_Task prompt_. In the listing below, the line containing "for (key, template, allows_extension)" marks the end; copy exactly every line from the first through that one.

▽

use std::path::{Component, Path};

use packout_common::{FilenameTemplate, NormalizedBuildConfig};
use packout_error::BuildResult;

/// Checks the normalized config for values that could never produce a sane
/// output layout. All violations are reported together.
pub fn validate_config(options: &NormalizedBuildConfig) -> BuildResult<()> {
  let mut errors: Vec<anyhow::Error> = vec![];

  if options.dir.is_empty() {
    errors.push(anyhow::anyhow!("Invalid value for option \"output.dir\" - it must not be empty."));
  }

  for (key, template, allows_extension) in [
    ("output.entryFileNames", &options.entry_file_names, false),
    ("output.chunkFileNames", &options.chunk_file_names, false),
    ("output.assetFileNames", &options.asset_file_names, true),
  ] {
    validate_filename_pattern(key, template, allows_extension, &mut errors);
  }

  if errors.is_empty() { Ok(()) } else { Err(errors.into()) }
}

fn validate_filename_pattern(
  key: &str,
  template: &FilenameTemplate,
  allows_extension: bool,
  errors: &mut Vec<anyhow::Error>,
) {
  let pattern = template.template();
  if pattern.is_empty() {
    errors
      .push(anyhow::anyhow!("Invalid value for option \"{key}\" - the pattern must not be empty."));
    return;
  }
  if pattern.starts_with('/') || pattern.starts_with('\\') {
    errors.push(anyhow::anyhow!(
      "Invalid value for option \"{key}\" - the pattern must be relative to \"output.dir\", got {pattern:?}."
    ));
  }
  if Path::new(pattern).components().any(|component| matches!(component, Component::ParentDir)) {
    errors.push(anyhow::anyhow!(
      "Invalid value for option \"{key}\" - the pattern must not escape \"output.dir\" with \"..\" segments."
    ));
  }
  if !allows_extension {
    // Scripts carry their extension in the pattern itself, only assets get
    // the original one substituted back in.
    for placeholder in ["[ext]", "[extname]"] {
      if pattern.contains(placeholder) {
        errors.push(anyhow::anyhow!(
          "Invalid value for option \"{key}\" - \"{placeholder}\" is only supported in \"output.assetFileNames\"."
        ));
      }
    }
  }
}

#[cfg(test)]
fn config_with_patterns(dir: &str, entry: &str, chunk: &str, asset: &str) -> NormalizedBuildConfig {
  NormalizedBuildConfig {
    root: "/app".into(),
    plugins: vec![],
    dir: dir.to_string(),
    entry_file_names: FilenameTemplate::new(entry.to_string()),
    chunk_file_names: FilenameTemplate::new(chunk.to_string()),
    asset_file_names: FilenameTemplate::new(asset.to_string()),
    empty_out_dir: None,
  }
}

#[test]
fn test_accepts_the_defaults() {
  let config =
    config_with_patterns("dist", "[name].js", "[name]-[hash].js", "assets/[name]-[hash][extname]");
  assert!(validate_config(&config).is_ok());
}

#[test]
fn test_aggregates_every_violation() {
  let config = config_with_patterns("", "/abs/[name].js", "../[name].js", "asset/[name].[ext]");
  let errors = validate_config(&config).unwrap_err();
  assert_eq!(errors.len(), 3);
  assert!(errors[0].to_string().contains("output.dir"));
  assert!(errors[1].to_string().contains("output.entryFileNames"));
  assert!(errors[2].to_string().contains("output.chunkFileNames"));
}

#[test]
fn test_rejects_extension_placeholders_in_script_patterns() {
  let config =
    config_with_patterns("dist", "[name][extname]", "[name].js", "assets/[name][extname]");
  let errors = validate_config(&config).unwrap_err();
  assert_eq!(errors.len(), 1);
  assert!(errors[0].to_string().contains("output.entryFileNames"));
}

△

_Completed task_.
use std::path::{Component, Path};

use packout_common::{FilenameTemplate, NormalizedBuildConfig};
use packout_error::BuildResult;

/// Checks the normalized config for values that could never produce a sane
/// output layout. All violations are reported together.
pub fn validate_config(options: &NormalizedBuildConfig) -> BuildResult<()> {
  let mut errors: Vec<anyhow::Error> = vec![];

  if options.dir.is_empty() {
    errors.push(anyhow::anyhow!("Invalid value for option \"output.dir\" - it must not be empty."));
  }

  for (key, template, allows_extension) in [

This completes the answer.